Kompas.com - 08/03/2013, 07:18 WIB
|
EditorA. Wisnubrata

JAKARTA, KOMPAS.com — Partai Keadilan Sejahtera (PKS) yang tengah diterpa masalah setelah salah satu pucuk pimpinannya, Luthfi Hasan Ishaq, ditangkap Komisi Pemberantasan Korupsi (KPK) tiba-tiba melesat dalam pertarungan pemilihan kepala daerah di Jawa Barat dan Sumatera Utara.

Dua pasangan calon yang diajukan partai ini di dua daerah itu, yakni Ahmad Heryawan-Dedy Mizwar (Jabar) dan Gatot Pujo Nugroho-Tengku Erry (Sumut), mendapat perolehan suara terbanyak. Padahal, ketika kasus Luthfi Hasan mencuat, banyak prediksi yang menyebut PKS akan babak belur. Apa rahasia PKS bangkit dari masalah?

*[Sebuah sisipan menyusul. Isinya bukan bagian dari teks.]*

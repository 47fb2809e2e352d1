//! Distribution aggregation
//!
//! Combines window labels into a document-level language distribution,
//! either as raw counts or as shares summing to one.

use crate::label::Label;
use crate::tags::LanguageTag;
use std::collections::BTreeMap;

/// Output form of an aggregated distribution
#[derive(Debug, Clone, Copy, PartialEq, Eq, Default)]
#[cfg_attr(
    feature = "serde",
    derive(serde::Serialize),
    serde(rename_all = "snake_case")
)]
pub enum AggregationMode {
    /// Number of windows per language
    Counts,
    /// Fraction of windows per language
    #[default]
    Shares,
}

/// Aggregation settings
#[derive(Debug, Clone, Copy, PartialEq, Eq)]
pub struct AggregationOptions {
    /// Counts or shares
    pub mode: AggregationMode,
    /// Whether the unknown bucket is part of the output
    pub include_unknown: bool,
}

impl Default for AggregationOptions {
    fn default() -> Self {
        Self {
            mode: AggregationMode::Shares,
            include_unknown: true,
        }
    }
}

/// Document-level language distribution
#[derive(Debug, Clone, PartialEq)]
pub enum Distribution {
    /// Windows per label
    Counts(BTreeMap<Label, usize>),
    /// Share of windows per label; sums to one unless empty
    Shares(BTreeMap<Label, f64>),
}

impl Default for Distribution {
    fn default() -> Self {
        Distribution::Shares(BTreeMap::new())
    }
}

impl Distribution {
    /// Value for a label, counts widened to `f64`
    pub fn get(&self, label: &Label) -> Option<f64> {
        match self {
            Distribution::Counts(map) => map.get(label).map(|&c| c as f64),
            Distribution::Shares(map) => map.get(label).copied(),
        }
    }

    /// Value for a key as it appears in output (`"en"`, `"unk"`, ...)
    pub fn value_of(&self, key: &str) -> Option<f64> {
        self.iter().find(|(label, _)| label.as_str() == key).map(|(_, v)| v)
    }

    /// Iterate in key order
    pub fn iter(&self) -> Box<dyn Iterator<Item = (&Label, f64)> + '_> {
        match self {
            Distribution::Counts(map) => Box::new(map.iter().map(|(l, &c)| (l, c as f64))),
            Distribution::Shares(map) => Box::new(map.iter().map(|(l, &s)| (l, s))),
        }
    }

    /// Label with the largest value; ties resolve to the earlier key
    pub fn dominant(&self) -> Option<(&Label, f64)> {
        self.iter().fold(None, |best, (label, value)| match best {
            Some((_, best_value)) if best_value >= value => best,
            _ => Some((label, value)),
        })
    }

    /// Most represented language, ignoring the unknown bucket
    pub fn dominant_language(&self) -> Option<(&LanguageTag, f64)> {
        self.iter()
            .filter_map(|(label, value)| label.language().map(|tag| (tag, value)))
            .fold(None, |best, (tag, value)| match best {
                Some((_, best_value)) if best_value >= value => best,
                _ => Some((tag, value)),
            })
    }

    /// Sum of all values
    pub fn total(&self) -> f64 {
        self.iter().map(|(_, v)| v).sum()
    }

    /// Number of keys
    pub fn len(&self) -> usize {
        match self {
            Distribution::Counts(map) => map.len(),
            Distribution::Shares(map) => map.len(),
        }
    }

    /// Whether the distribution has no keys
    pub fn is_empty(&self) -> bool {
        self.len() == 0
    }

    /// Which mode produced this distribution
    pub fn mode(&self) -> AggregationMode {
        match self {
            Distribution::Counts(_) => AggregationMode::Counts,
            Distribution::Shares(_) => AggregationMode::Shares,
        }
    }

    /// Empty distribution of the given mode
    pub fn empty(mode: AggregationMode) -> Self {
        match mode {
            AggregationMode::Counts => Distribution::Counts(BTreeMap::new()),
            AggregationMode::Shares => Distribution::Shares(BTreeMap::new()),
        }
    }
}

#[cfg(feature = "serde")]
impl serde::Serialize for Distribution {
    fn serialize<S: serde::Serializer>(&self, serializer: S) -> Result<S::Ok, S::Error> {
        use serde::ser::SerializeMap;

        let mut map = serializer.serialize_map(Some(self.len()))?;
        match self {
            Distribution::Counts(counts) => {
                for (label, count) in counts {
                    map.serialize_entry(label.as_str(), count)?;
                }
            }
            Distribution::Shares(shares) => {
                for (label, share) in shares {
                    map.serialize_entry(label.as_str(), share)?;
                }
            }
        }
        map.end()
    }
}

/// Combines window labels into a [`Distribution`]
#[derive(Debug, Clone, Copy, Default)]
pub struct DistributionAggregator {
    options: AggregationOptions,
}

impl DistributionAggregator {
    /// Create an aggregator
    pub fn new(options: AggregationOptions) -> Self {
        Self { options }
    }

    /// Configured options
    pub fn options(&self) -> AggregationOptions {
        self.options
    }

    /// Aggregate window labels
    ///
    /// Shares are normalised by the total window count when unknown is
    /// included and by the classified window count otherwise, so they sum to
    /// one in both cases. The unknown share is `1 - classified / total` and is
    /// only emitted when strictly positive.
    pub fn aggregate<'a, I>(&self, labels: I) -> Distribution
    where
        I: IntoIterator<Item = &'a Label>,
    {
        let tally = LabelTally::from_labels(labels);
        let include_unknown = self.options.include_unknown;

        match self.options.mode {
            AggregationMode::Counts => {
                let mut counts: BTreeMap<Label, usize> = tally
                    .languages
                    .into_iter()
                    .map(|(tag, count)| (Label::Language(tag), count))
                    .collect();
                let unknown = tally.total - tally.classified;
                if include_unknown && unknown > 0 {
                    counts.insert(Label::Unknown, unknown);
                }
                Distribution::Counts(counts)
            }
            AggregationMode::Shares => {
                let denominator = if include_unknown {
                    tally.total
                } else {
                    tally.classified
                };
                if denominator == 0 {
                    return Distribution::Shares(BTreeMap::new());
                }

                let mut shares: BTreeMap<Label, f64> = tally
                    .languages
                    .into_iter()
                    .map(|(tag, count)| (Label::Language(tag), count as f64 / denominator as f64))
                    .collect();
                if include_unknown {
                    let unknown = 1.0 - tally.classified as f64 / tally.total as f64;
                    if unknown > 0.0 {
                        shares.insert(Label::Unknown, unknown);
                    }
                }
                Distribution::Shares(shares)
            }
        }
    }
}

/// Window counts per language
#[derive(Debug, Default)]
struct LabelTally {
    languages: BTreeMap<LanguageTag, usize>,
    classified: usize,
    total: usize,
}

impl LabelTally {
    fn from_labels<'a, I>(labels: I) -> Self
    where
        I: IntoIterator<Item = &'a Label>,
    {
        let mut tally = Self::default();
        for label in labels {
            tally.total += 1;
            if let Label::Language(tag) = label {
                *tally.languages.entry(tag.clone()).or_insert(0) += 1;
                tally.classified += 1;
            }
        }
        tally
    }
}
//! Basic tests for sitelang-extract

use sitelang_extract::*;

const PAGE: &str = r#"
<!DOCTYPE html>
<html lang="de_DE">
    <head>
        <title>Page Title</title>
        <meta http-equiv="Content-Language" content="it">
        <script type="text/javascript">
            document.write("Hello World!")
        </script>
        <script src="./include.js"></script>
        <script src="https://ajax.googleapis.com/ajax/libs/jquery/3.5.1/jquery.min.js"></script>
    </head>
    <body>
        <h1>My First Heading</h1>
        <p>My first paragraph. <strong>A strong statement</strong></p>
        <h2>Ein Satz in einer anderen Sprache.</h2>
        <h3>Hallo & So</h3>
        <noscript>Eine freundliche Erinnerung, dass es javascript braucht</noscript>
    </body>
</html>
"#;

const INLINE_JS: &str = "\n            document.write(\"Hello World!\")\n        ";

#[test]
fn test_body_text() {
    let doc = ParsedDocument::parse(PAGE);
    assert_eq!(
        doc.body_text().unwrap(),
        "My First Heading My first paragraph A strong statement Ein Satz in einer anderen \
         Sprache Hallo So Eine freundliche Erinnerung dass es javascript braucht"
    );
}

#[test]
fn test_scripts_and_noscripts() {
    let doc = ParsedDocument::parse(PAGE);

    let scripts = doc.scripts();
    assert_eq!(scripts.len(), 3);
    assert_eq!(scripts[0].attr("type"), Some("text/javascript"));
    assert_eq!(scripts[0].content.as_deref(), Some(INLINE_JS));
    assert_eq!(scripts[1].attr("src"), Some("./include.js"));
    assert!(scripts[1].content.is_none());
    assert_eq!(
        scripts[2].attr("src"),
        Some("https://ajax.googleapis.com/ajax/libs/jquery/3.5.1/jquery.min.js")
    );

    assert_eq!(
        doc.noscripts(),
        vec![Some(
            "Eine freundliche Erinnerung, dass es javascript braucht".to_string()
        )]
    );
}

#[test]
fn test_declared_language() {
    let resolver = MetaLanguageResolver::default();
    let found = resolver
        .resolve_with_source(&HeaderInput::none(), &DocumentInput::from(PAGE))
        .unwrap()
        .unwrap();
    assert_eq!(found.language, "de");
    assert_eq!(found.source, MetaSource::Markup);
}

#[test]
fn test_page_script_sources() {
    let doc = ParsedDocument::parse(PAGE);
    let sources = classify_scripts("example.com", &doc.scripts());
    let kinds: Vec<ScriptKind> = sources.iter().map(|s| s.kind).collect();
    assert_eq!(
        kinds,
        vec![
            ScriptKind::InlineJs,
            ScriptKind::IncludeLocal,
            ScriptKind::IncludeExternal
        ]
    );
}

#[test]
fn test_classify_scripts() {
    let scripts = vec![
        ScriptElement {
            attributes: [("type".to_string(), "text/javascript".to_string())].into(),
            content: Some(INLINE_JS.to_string()),
        },
        ScriptElement {
            attributes: [("src".to_string(), "./include.js".to_string())].into(),
            content: None,
        },
        ScriptElement {
            attributes: [(
                "src".to_string(),
                "https://subdomain.example.com/include_local.js".to_string(),
            )]
            .into(),
            content: None,
        },
        ScriptElement {
            attributes: [(
                "src".to_string(),
                "https://ajax.googleapis.com/ajax/libs/jquery/3.5.1/jquery.min.js".to_string(),
            )]
            .into(),
            content: None,
        },
        ScriptElement {
            attributes: [("type".to_string(), "text/whatever".to_string())].into(),
            content: Some("\n            some other code\n        ".to_string()),
        },
    ];

    let sources = classify_scripts("example.com", &scripts);
    assert_eq!(sources.len(), 5);

    assert_eq!(sources[0].kind, ScriptKind::InlineJs);
    assert_eq!(sources[0].content.as_deref(), Some(INLINE_JS));

    assert_eq!(sources[1].kind, ScriptKind::IncludeLocal);
    assert_eq!(sources[1].src.as_deref(), Some("./include.js"));
    assert_eq!(sources[1].src_path.as_deref(), Some("/include.js"));

    assert_eq!(sources[2].kind, ScriptKind::IncludeLocal);
    assert_eq!(sources[2].src_path.as_deref(), Some("/include_local.js"));
    assert!(sources[2].src_domain.is_none());

    assert_eq!(sources[3].kind, ScriptKind::IncludeExternal);
    assert_eq!(sources[3].src_domain.as_deref(), Some("googleapis.com"));
    assert_eq!(
        sources[3].src_path.as_deref(),
        Some("/ajax/libs/jquery/3.5.1/jquery.min.js")
    );

    assert_eq!(sources[4].kind, ScriptKind::InlineUnknown);

    let json = serde_json::to_value(&sources[3]).unwrap();
    assert_eq!(json["type"], "include-external");
    assert!(json.get("content").is_none());
}

#[test]
fn test_analyze_paths() {
    let cases: &[(&str, &[&str], Option<&str>, Option<&str>, Option<&str>)] = &[
        (
            "/some/path/to/a/file/v5.1.8/include.js",
            &["some", "path", "to", "a", "file", "v5.1.8", "include.js"],
            Some("include.js"),
            Some("js"),
            Some("5.1.8"),
        ),
        ("/some/path/to/", &["some", "path", "to"], None, None, None),
        ("/some//path/to/", &["some", "path", "to"], None, None, None),
        (
            "/some/path/to/a/file/v5/include.js",
            &["some", "path", "to", "a", "file", "v5", "include.js"],
            Some("include.js"),
            Some("js"),
            Some("5"),
        ),
        (
            "/some/path/to/a/file/include-5.1.9.js",
            &["some", "path", "to", "a", "file", "include-5.1.9.js"],
            Some("include-5.1.9.js"),
            Some("js"),
            Some("5.1.9"),
        ),
        (
            "some/path/to/a/file/v5.1.8/include.xml",
            &["some", "path", "to", "a", "file", "v5.1.8", "include.xml"],
            Some("include.xml"),
            Some("xml"),
            Some("5.1.8"),
        ),
        (
            "some/path/to/a/file5/include.xml",
            &["some", "path", "to", "a", "file5", "include.xml"],
            Some("include.xml"),
            Some("xml"),
            None,
        ),
    ];

    for (path, components, file, ext, version) in cases {
        let analysis = analyze_path(path).unwrap().unwrap();
        assert_eq!(analysis.components, *components, "{path}");
        assert_eq!(analysis.file.as_deref(), *file, "{path}");
        assert_eq!(analysis.file_extension.as_deref(), *ext, "{path}");
        assert_eq!(
            analysis.version_number.as_ref().map(VersionNumber::as_str),
            *version,
            "{path}"
        );
    }
}

#[test]
fn test_overlong_path() {
    let path = "/some/path/to/a/file/v5.1.8/include.js/x/y/z/a/b/c/d/e/f/g/h/j/i/k/l/m/n/b/d/f/g/r/e/x"
        .repeat(10);
    assert!(matches!(
        analyze_path(&path),
        Err(ExtractError::PathTooLong { .. })
    ));
}

#[test]
fn test_header_cascade_from_json() {
    let resolver = MetaLanguageResolver::new(AcceptedLanguages::known());
    let headers = HeaderInput::from(r#"[{"h": "Content-Language", "v": "fr-FR"}]"#);
    let found = resolver
        .resolve_with_source(&headers, &DocumentInput::from("<html><body>x</body></html>"))
        .unwrap()
        .unwrap();
    assert_eq!(found.language, "fr");
    assert_eq!(found.source, MetaSource::Header);
}
//! Output formatting module

use anyhow::Result;
use serde::Serialize;
use sitelang_api::{MetaLanguage, PageReport, ScriptReport, TextReport};

/// Result for one input file
#[derive(Debug, Clone, Serialize)]
pub struct FileReport {
    /// Input path as given
    pub path: String,
    /// Command-specific result
    #[serde(flatten)]
    pub result: ReportKind,
}

/// Command-specific part of a [`FileReport`]
#[derive(Debug, Clone, Serialize)]
#[serde(tag = "kind", rename_all = "lowercase")]
pub enum ReportKind {
    /// Statistical detection over plain text
    Detect {
        /// Detection result
        report: TextReport,
    },
    /// Declared language only
    Meta {
        /// Declared language and where it came from
        declared: Option<MetaLanguage>,
    },
    /// Full page analysis
    Analyze {
        /// Page verdict
        report: PageReport,
        /// Script sources, when a domain was given
        #[serde(skip_serializing_if = "Option::is_none")]
        scripts: Option<Vec<ScriptReport>>,
    },
}

impl ReportKind {
    /// Language reported for the file, if any
    pub fn language(&self) -> Option<&str> {
        match self {
            ReportKind::Detect { report } => report.dominant.as_deref(),
            ReportKind::Meta { declared } => declared.as_ref().map(|d| d.language.as_str()),
            ReportKind::Analyze { report, .. } => report.language.as_deref(),
        }
    }

    /// How the language was obtained
    pub fn source(&self) -> &'static str {
        match self {
            ReportKind::Detect { .. } => "statistical",
            ReportKind::Meta { declared } => declared.as_ref().map_or("none", |d| d.source.as_str()),
            ReportKind::Analyze { report, .. } => report.source.as_str(),
        }
    }

    /// Label values to show, largest first
    pub fn distribution(&self) -> Vec<(&str, f64)> {
        let map = match self {
            ReportKind::Detect { report } => Some(&report.distribution),
            ReportKind::Analyze { report, .. } => report.detection.as_ref().map(|d| &d.distribution),
            ReportKind::Meta { .. } => None,
        };
        let mut entries: Vec<(&str, f64)> = map
            .into_iter()
            .flatten()
            .map(|(label, value)| (label.as_str(), *value))
            .collect();
        entries.sort_by(|a, b| b.1.total_cmp(&a.1).then_with(|| a.0.cmp(b.0)));
        entries
    }
}

/// Trait for output formatters
pub trait OutputFormatter: Send + Sync {
    /// Format and output the result for one file
    fn format_report(&mut self, report: &FileReport) -> Result<()>;

    /// Finalize output (e.g., close JSON array)
    fn finish(&mut self) -> Result<()>;
}

pub mod json;
pub mod markdown;
pub mod text;

pub use json::JsonFormatter;
pub use markdown::MarkdownFormatter;
pub use text::TextFormatter;

/// Render a value for display: shares with two decimals, counts as integers
pub(crate) fn format_value(value: f64) -> String {
    if value.fract() == 0.0 && value >= 1.0 {
        format!("{value:.0}")
    } else {
        format!("{value:.2}")
    }
}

Presiden PKS Anis Matta mengungkapkan, kunci kebangkitan partainya terletak pada kemampuan mental para kadernya. Mental para kader itu disebut Anis layaknya logo sepatu olahraga "Nike".

"Kami terinsipirasi Nike. Kami bisa terpeleset suatu waktu, tapi kami harus punya cara naik. Grafik Nike kami coba ikuti dengan penanganan manajemen turn around, bagaimana kami memutarbalikkan arus, kemudian balik bangit dari titik nadir," ucap Anis di Gedung Kompleks Parlemen, Kamis (7/3/2013) malam.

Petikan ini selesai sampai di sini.